Chris Grayling, the Secretary of State for Justice at the time, rejected the claim and the Alliance therefore commenced proceedings for judicial review of the Ministry of Justice's decision not to consult on the terms of the licence. The litigation was undertaken by the Alliance's solicitors, Gordons, and by their counsel, Gerard Clarke and Tom Cleaver of Blackstone Chambers, on a contingency fee basis – that is, they would only have their fees paid if they win and the court consequently orders that the other side has to pay their legal costs. The proceedings were brought by a company called Plantagenet Alliance Limited, owned and controlled solely by Stephen Nicolay, and which The Telegraph subsequently described as "a 'front' company...with no assets, to avoid being hit with legal costs."

At a preliminary hearing in August 2013 the court gave permission to the Alliance to proceed with the judicial review and granted them a full "protective costs order". The protective costs order meant that the Alliance would not have to pay the Ministry's legal costs even if the Alliance lost the case. The judge explained that such orders were granted in judicial review cases where it was in the public interest for the courts to hear the case and it might "otherwise be stifled for lack of financial means".

In May 2014 the case was heard by three High Court judges who ruled in favour of the Ministry of Justice. The judges said there was no "legitimate expectation" that Richard's "collateral descendants would be consulted after centuries in relation to an exhumed historical figure". They also concluded that any consultation was "not capable of sensible limit" since Richard's collateral descendants could number millions of people.

After the decision, Vanessa Roe said that the judgment meant there was "no justice" for Richard III. Chris Grayling, on the other hand, criticised the Plantagenet Alliance for bringing the case, saying that it was "a group with tenuous claims to being relatives of Richard III" and that he was "frustrated and angry" that they had "taken up so much time and public money." He added that:

This nonsensical case is a perfect example of how the system of judicial review is being misused – and at ridiculous expense to taxpayers.
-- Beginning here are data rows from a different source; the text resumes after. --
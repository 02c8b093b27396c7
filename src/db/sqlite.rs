//! SQLite database client implementation.
//!
//! Opens database files read-only. Used for local extracts and as the fixture
//! backend in integration tests.

use crate::config::ConnectionConfig;
use crate::db::{ColumnInfo, DatabaseClient, QueryResult, Row, Value};
use crate::error::{ExtractError, Result};
use async_trait::async_trait;
use futures::TryStreamExt;
use sqlx::sqlite::{SqliteConnectOptions, SqliteConnection, SqliteRow};
use sqlx::{
    Column as SqlxColumn, ConnectOptions, Connection, Executor, Row as SqlxRow, Statement,
    TypeInfo, ValueRef,
};
use std::path::Path;
use std::time::Instant;
use tracing::debug;

/// SQLite database client holding one session.
#[derive(Debug)]
pub struct SqliteClient {
    conn: Option<SqliteConnection>,
}

impl SqliteClient {
    /// Opens the database file named by `config.database`.
    ///
    /// A missing file is a connection error; the file is never created.
    pub async fn connect(config: &ConnectionConfig) -> Result<Self> {
        let path = config
            .database
            .as_deref()
            .ok_or_else(|| ExtractError::config("SQLite database path is required"))?;

        debug!("Opening SQLite database {}", path);
        let conn = SqliteConnectOptions::new()
            .filename(Path::new(path))
            .create_if_missing(false)
            .read_only(true)
            .connect()
            .await
            .map_err(|e| map_connection_error(e, path))?;

        Ok(Self { conn: Some(conn) })
    }
}

#[async_trait]
impl DatabaseClient for SqliteClient {
    async fn execute_query(&mut self, sql: &str) -> Result<QueryResult> {
        let conn = self
            .conn
            .as_mut()
            .ok_or_else(|| ExtractError::connection("Connection is already closed"))?;

        let start = Instant::now();

        let statement = (&mut *conn)
            .prepare(sql)
            .await
            .map_err(|e| ExtractError::query(format_query_error(e)))?;

        let columns: Vec<ColumnInfo> = statement
            .columns()
            .iter()
            .map(|col| ColumnInfo::new(col.name(), col.type_info().name()))
            .collect();

        let mut rows: Vec<Row> = Vec::new();
        let mut stream = statement.query().fetch(&mut *conn);
        while let Some(row) = stream
            .try_next()
            .await
            .map_err(|e| ExtractError::query(format_query_error(e)))?
        {
            rows.push(convert_row(&row)?);
        }
        drop(stream);

        let execution_time = start.elapsed();
        debug!("Fetched {} rows in {:?}", rows.len(), execution_time);

        Ok(QueryResult::with_data(columns, rows).with_execution_time(execution_time))
    }

    async fn close(&mut self) -> Result<()> {
        if let Some(conn) = self.conn.take() {
            conn.close()
                .await
                .map_err(|e| ExtractError::connection(format!("Failed to close connection: {e}")))?;
            debug!("Closed SQLite connection");
        }
        Ok(())
    }
}

fn convert_row(row: &SqliteRow) -> Result<Row> {
    row.columns()
        .iter()
        .enumerate()
        .map(|(i, col)| {
            convert_value(row, i).map_err(|e| {
                ExtractError::query(format!("Failed to decode column '{}': {e}", col.name()))
            })
        })
        .collect()
}

/// Decodes a value by its storage class, since SQLite column types are only advisory.
fn convert_value(row: &SqliteRow, index: usize) -> std::result::Result<Value, sqlx::Error> {
    let raw = row.try_get_raw(index)?;
    if raw.is_null() {
        return Ok(Value::Null);
    }
    let storage_class = raw.type_info().name().to_string();

    let value = match storage_class.as_str() {
        "INTEGER" => Value::Int(row.try_get_unchecked::<i64, _>(index)?),
        "REAL" => Value::Float(row.try_get_unchecked::<f64, _>(index)?),
        "BLOB" => Value::Bytes(row.try_get_unchecked::<Vec<u8>, _>(index)?),
        _ => Value::String(row.try_get_unchecked::<String, _>(index)?),
    };

    Ok(value)
}

fn map_connection_error(error: sqlx::Error, path: &str) -> ExtractError {
    let error_str = error.to_string().to_lowercase();

    if error_str.contains("unable to open") {
        ExtractError::connection(format!(
            "Cannot open SQLite database '{path}'. Check that the file exists and is readable."
        ))
    } else {
        ExtractError::connection(error.to_string())
    }
}

fn format_query_error(error: sqlx::Error) -> String {
    match error.as_database_error() {
        Some(db_error) => format!("ERROR: {}", db_error.message()),
        None => error.to_string(),
    }
}
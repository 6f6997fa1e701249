//! Authentication and per-request security scope.
//!
//! # Pre-conditions
//! - The server is configured with exactly one token verification key.
//!
//! # Post-conditions
//! - Every authenticated request yields a `SecurityContext` with a user id.
//!
//! # Invariants
//! - Verification configuration is immutable once loaded.

pub mod context;
pub mod jwt;
pub mod jwt_config;

pub use context::{
    AgeRestriction, AgeRestrictionMode, ContentRestrictions, Principal, SecurityContext,
};
pub use jwt::{Claims, JwtError, verify_token};
pub use jwt_config::{JwtConfig, JwtConfigError};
Judicial review is, and must remain, an important way to hold authorities to account but we have to do something to stop challenges like this exploiting the system.

The legal costs of the Ministry of Justice and Leicester City Council, which was also a party to the case, amounted to £175,000. Together with the expense of a three-day court hearing the total likely cost to the British taxpayer has been estimated to be in excess of £200,000.

===Other reactions===
In response to the Alliance's claims, historians said that there was no evidence that Richard III wanted to be buried in York. Mark Ormrod of the University of York expressed scepticism over the idea that Richard had devised any clear plans for his own burial. The standing of the Plantagenet Alliance was also challenged. Mathematician Rob Eastaway calculated that Richard III may have millions of living collateral descendants, saying that "we should all have the chance to vote on Leicester versus York".

Although the Alliance lost their judicial review case, the High Court ruling is cited as authority in administrative law for when there is or is not a legal duty to consult those affected by administrative governmental decisions.

==Re-interment in Leicester==
Plans for the reburial had been "on hold" while the outcome of the court case was awaited. David Monteith. the Dean of Leicester called the Plantagenet Alliance's challenge "disrespectful", and said that the cathedral would not be investing funding in the re-interment project until the matter was resolved. Once the High Court decision rejecting the Alliance's claim was issued in May 2014, Tim Stevens, the then Bishop of Leicester, announced that the re-interment would proceed at Leicester Cathedral the following spring. The re-interment took place on 26 March 2015.